The flow chart of literature retrieval and results

In this meta-analysis, 1668 relevant initial publications were discovered, consisting of 749 English papers and 919 Chinese ones. 16 reports were included after reading their titles and abstracts and evaluating them for inclusion and exclusion. 1308 patients from 16 articles [14,15,16,17,18,19,20,21,22,23,24,25,26,27,28,29] were evaluated (Fig. 1).

Fig. 1
figure 1

Literature screening flow chart

Basic characteristics and quality evaluation of the included literature

This meta-analysis included 14 randomized controlled trials and 2 cohort studies.
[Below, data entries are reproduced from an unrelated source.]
use chrono::{DateTime, Utc};
use serde::{Deserialize, Serialize};

use retailpos_core::money::div_round_half_up;
use retailpos_core::{
    Aggregate, AggregateId, AggregateRoot, BranchId, DomainError, Money, StockShortfall, VariantId,
};
use retailpos_events::Event;

/// Stock record identifier.
///
/// Derived from the (variant, branch) pair, so there is exactly one stream per pair.
#[derive(Debug, Copy, Clone, PartialEq, Eq, Hash, Serialize, Deserialize)]
#[serde(transparent)]
pub struct StockRecordId(pub AggregateId);

impl StockRecordId {
    pub fn new(id: AggregateId) -> Self {
        Self(id)
    }

    pub fn for_pair(variant_id: VariantId, branch_id: BranchId) -> Self {
        Self(AggregateId::derived(
            StockRecord::AGGREGATE_TYPE,
            &[variant_id.as_uuid(), branch_id.as_uuid()],
        ))
    }
}

impl core::fmt::Display for StockRecordId {
    fn fmt(&self, f: &mut core::fmt::Formatter<'_>) -> core::fmt::Result {
        core::fmt::Display::fmt(&self.0, f)
    }
}

/// Quantities after an event was applied.
#[derive(Debug, Copy, Clone, Default, PartialEq, Eq, Serialize, Deserialize)]
pub struct StockLevels {
    pub available: i64,
    pub reserved: i64,
}

impl StockLevels {
    pub fn reservable(&self) -> i64 {
        self.available - self.reserved
    }
}

/// New average cost after receiving `quantity` units at `unit_cost`.
///
/// A zero (or negative) unit cost leaves the average untouched, so returns and
/// free samples don't dilute it. `None` when the stock level itself would
/// overflow.
pub fn weighted_average_cost(
    average_cost: Money,
    available_before: i64,
    unit_cost: Money,
    quantity: i64,
) -> Option<Money> {
    let units = available_before.checked_add(quantity)?;
    if !unit_cost.is_positive() || units <= 0 {
        return Some(average_cost);
    }
    let weighted = i128::from(average_cost.cents()) * i128::from(available_before)
        + i128::from(unit_cost.cents()) * i128::from(quantity);
    // A weighted mean lies between its inputs, so it fits whenever they do.
    i64::try_from(div_round_half_up(weighted, i128::from(units)))
        .ok()
        .map(Money::from_cents)
}

/// Aggregate root: the stock of one variant at one branch.
#[derive(Debug, Clone, PartialEq, Eq, Serialize)]
pub struct StockRecord {
    id: StockRecordId,
    variant_id: Option<VariantId>,
    branch_id: Option<BranchId>,
    available: i64,
    reserved: i64,
    minimum: i64,
    maximum: i64,
    average_cost: Money,
    physical_location: Option<String>,
    last_movement_at: Option<DateTime<Utc>>,
    last_inbound_at: Option<DateTime<Utc>>,
    last_outbound_at: Option<DateTime<Utc>>,
    version: u64,
    #[serde(skip)]
    created: bool,
}

impl StockRecord {
    /// Create an empty, not-yet-provisioned aggregate instance for rehydration.
    pub fn empty(id: StockRecordId) -> Self {
        Self {
            id,
            variant_id: None,
            branch_id: None,
            available: 0,
            reserved: 0,
            minimum: 0,
            maximum: 0,
            average_cost: Money::ZERO,
            physical_location: None,
            last_movement_at: None,
            last_inbound_at: None,
            last_outbound_at: None,
            version: 0,
            created: false,
        }
    }

    pub fn exists(&self) -> bool {
        self.created
    }

    pub fn variant_id(&self) -> Option<VariantId> {
        self.variant_id
    }

    pub fn branch_id(&self) -> Option<BranchId> {
        self.branch_id
    }

    pub fn available(&self) -> i64 {
        self.available
    }

    pub fn reserved(&self) -> i64 {
        self.reserved
    }

    /// Units that can still be promised to a new sale.
    pub fn reservable(&self) -> i64 {
        self.available - self.reserved
    }

    pub fn minimum(&self) -> i64 {
        self.minimum
    }

    pub fn maximum(&self) -> i64 {
        self.maximum
    }

    pub fn average_cost(&self) -> Money {
        self.average_cost
    }

    pub fn physical_location(&self) -> Option<&str> {
        self.physical_location.as_deref()
    }

    pub fn last_movement_at(&self) -> Option<DateTime<Utc>> {
        self.last_movement_at
    }

    pub fn last_inbound_at(&self) -> Option<DateTime<Utc>> {
        self.last_inbound_at
    }

    pub fn last_outbound_at(&self) -> Option<DateTime<Utc>> {
        self.last_outbound_at
    }

    pub fn levels(&self) -> StockLevels {
        StockLevels {
            available: self.available,
            reserved: self.reserved,
        }
    }

    pub fn needs_replenishment(&self) -> bool {
        self.available <= self.minimum
    }

    pub fn is_overstocked(&self) -> bool {
        self.available >= self.maximum
    }
}

impl AggregateRoot for StockRecord {
    type Id = StockRecordId;

    fn id(&self) -> &Self::Id {
        &self.id
    }

    fn version(&self) -> u64 {
        self.version
    }
}

/// Command: ProvisionStock (creates the record at zero).
#[derive(Debug, Clone, PartialEq, Eq, Serialize, Deserialize)]
pub struct ProvisionStock {
    pub record_id: StockRecordId,
    pub variant_id: VariantId,
    pub branch_id: BranchId,
    pub minimum: i64,
    pub maximum: i64,
    pub physical_location: Option<String>,
    pub occurred_at: DateTime<Utc>,
}

/// Command: ReserveStock.
#[derive(Debug, Clone, PartialEq, Eq, Serialize, Deserialize)]
pub struct ReserveStock {
    pub record_id: StockRecordId,
    pub quantity: i64,
    pub occurred_at: DateTime<Utc>,
}

/// Command: ReleaseStock. Over-release is clamped to what is reserved.
#[derive(Debug, Clone, PartialEq, Eq, Serialize, Deserialize)]
pub struct ReleaseStock {
    pub record_id: StockRecordId,
    pub quantity: i64,
    pub occurred_at: DateTime<Utc>,
}

/// Command: ConfirmReservation (reservation becomes a real deduction).
#[derive(Debug, Clone, PartialEq, Eq, Serialize, Deserialize)]
pub struct ConfirmReservation {
    pub record_id: StockRecordId,
    pub quantity: i64,
    pub occurred_at: DateTime<Utc>,
}

/// Command: IngestStock.
#[derive(Debug, Clone, PartialEq, Eq, Serialize, Deserialize)]
pub struct IngestStock {
    pub record_id: StockRecordId,
    pub quantity: i64,
    pub unit_cost: Money,
    pub occurred_at: DateTime<Utc>,
}

#[derive(Debug, Clone, PartialEq, Eq, Serialize, Deserialize)]
pub enum InventoryCommand {
    Provision(ProvisionStock),
    Reserve(ReserveStock),
    Release(ReleaseStock),
    Confirm(ConfirmReservation),
    Ingest(IngestStock),
}

/// Event: StockProvisioned.
#[derive(Debug, Clone, PartialEq, Eq, Serialize, Deserialize)]
pub struct StockProvisioned {
    pub record_id: StockRecordId,
    pub variant_id: VariantId,
    pub branch_id: BranchId,
    pub minimum: i64,
    pub maximum: i64,
    pub physical_location: Option<String>,
    pub occurred_at: DateTime<Utc>,
}
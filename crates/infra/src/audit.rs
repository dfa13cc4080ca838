//! Audit trail of mutating operations.
//!
//! Every mutating application operation emits exactly one record, whether it
//! succeeded or was rejected. Snapshots are plain JSON so sinks stay
//! independent of the domain types.

use std::sync::{Arc, Mutex};

use chrono::{DateTime, Utc};
use serde::Serialize;
use serde_json::Value as JsonValue;

use retailpos_core::UserId;

#[derive(Debug, Clone, PartialEq, Eq, Serialize)]
#[serde(tag = "status", rename_all = "snake_case")]
pub enum AuditOutcome {
    Succeeded,
    Failed { reason: String },
}

impl AuditOutcome {
    pub fn is_success(&self) -> bool {
        matches!(self, AuditOutcome::Succeeded)
    }
}

#[derive(Debug, Clone, PartialEq, Serialize)]
pub struct AuditRecord {
    /// Operation name, e.g. `pos.sale.register`.
    pub action: String,
    /// Kind of entity the operation targets, e.g. `sales.order`.
    pub entity: String,
    pub entity_id: Option<String>,
    pub actor: UserId,
    pub before: Option<JsonValue>,
    pub after: Option<JsonValue>,
    pub outcome: AuditOutcome,
    pub recorded_at: DateTime<Utc>,
}

pub trait AuditSink: Send + Sync {
    fn record(&self, record: AuditRecord);
}

impl<S> AuditSink for Arc<S>
where
    S: AuditSink + ?Sized,
{
    fn record(&self, record: AuditRecord) {
        (**self).record(record)
    }
}

/// Keeps records in memory for inspection.
#[derive(Debug, Default)]
pub struct InMemoryAuditSink {
    records: Mutex<Vec<AuditRecord>>,
}

impl InMemoryAuditSink {
    pub fn new() -> Self {
        Self::default()
    }

    pub fn records(&self) -> Vec<AuditRecord> {
        self.records.lock().map(|r| r.clone()).unwrap_or_default()
    }

    pub fn for_action(&self, action: &str) -> Vec<AuditRecord> {
        self.records().into_iter().filter(|r| r.action == action).collect()
    }
}

impl AuditSink for InMemoryAuditSink {
    fn record(&self, record: AuditRecord) {
        if let Ok(mut records) = self.records.lock() {
            records.push(record);
        }
    }
}

/// Emits each record as a structured `tracing` event at target `audit`.
#[derive(Debug, Default, Clone, Copy)]
pub struct TracingAuditSink;

impl AuditSink for TracingAuditSink {
    fn record(&self, record: AuditRecord) {
        let before = record.before.as_ref().map(JsonValue::to_string);
        let after = record.after.as_ref().map(JsonValue::to_string);
        match &record.outcome {
            AuditOutcome::Succeeded => tracing::info!(
                target: "audit",
                action = %record.action,
                entity = %record.entity,
                entity_id = record.entity_id.as_deref(),
                actor = %record.actor,
                before,
                after,
                recorded_at = %record.recorded_at,
                "succeeded"
            ),
            AuditOutcome::Failed { reason } => tracing::warn!(
                target: "audit",
                action = %record.action,
                entity = %record.entity,
                entity_id = record.entity_id.as_deref(),
                actor = %record.actor,
                before,
                reason = %reason,
                recorded_at = %record.recorded_at,
                "failed"
            ),
        }
    }
}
All from Chinese scholars. Table 1 displays the comprehensive basic characteristics of the included literature. The randomized control concept was used in all of the included RCTs. Only three RCTs provided a more in-depth description of the particular randomization procedure. The blind method was not fully described in any of the included RCTs. Still, all the included RCTs had complete data without loss of follow-up or withdrawal. The Jadad score was only 3 [18,21,24] in the 3 included RCTs and ≥ 4 in the other RCTs. The NOS scores of the two cohort studies were both 5. Therefore, the overall quality of the articles was fair (Table 1).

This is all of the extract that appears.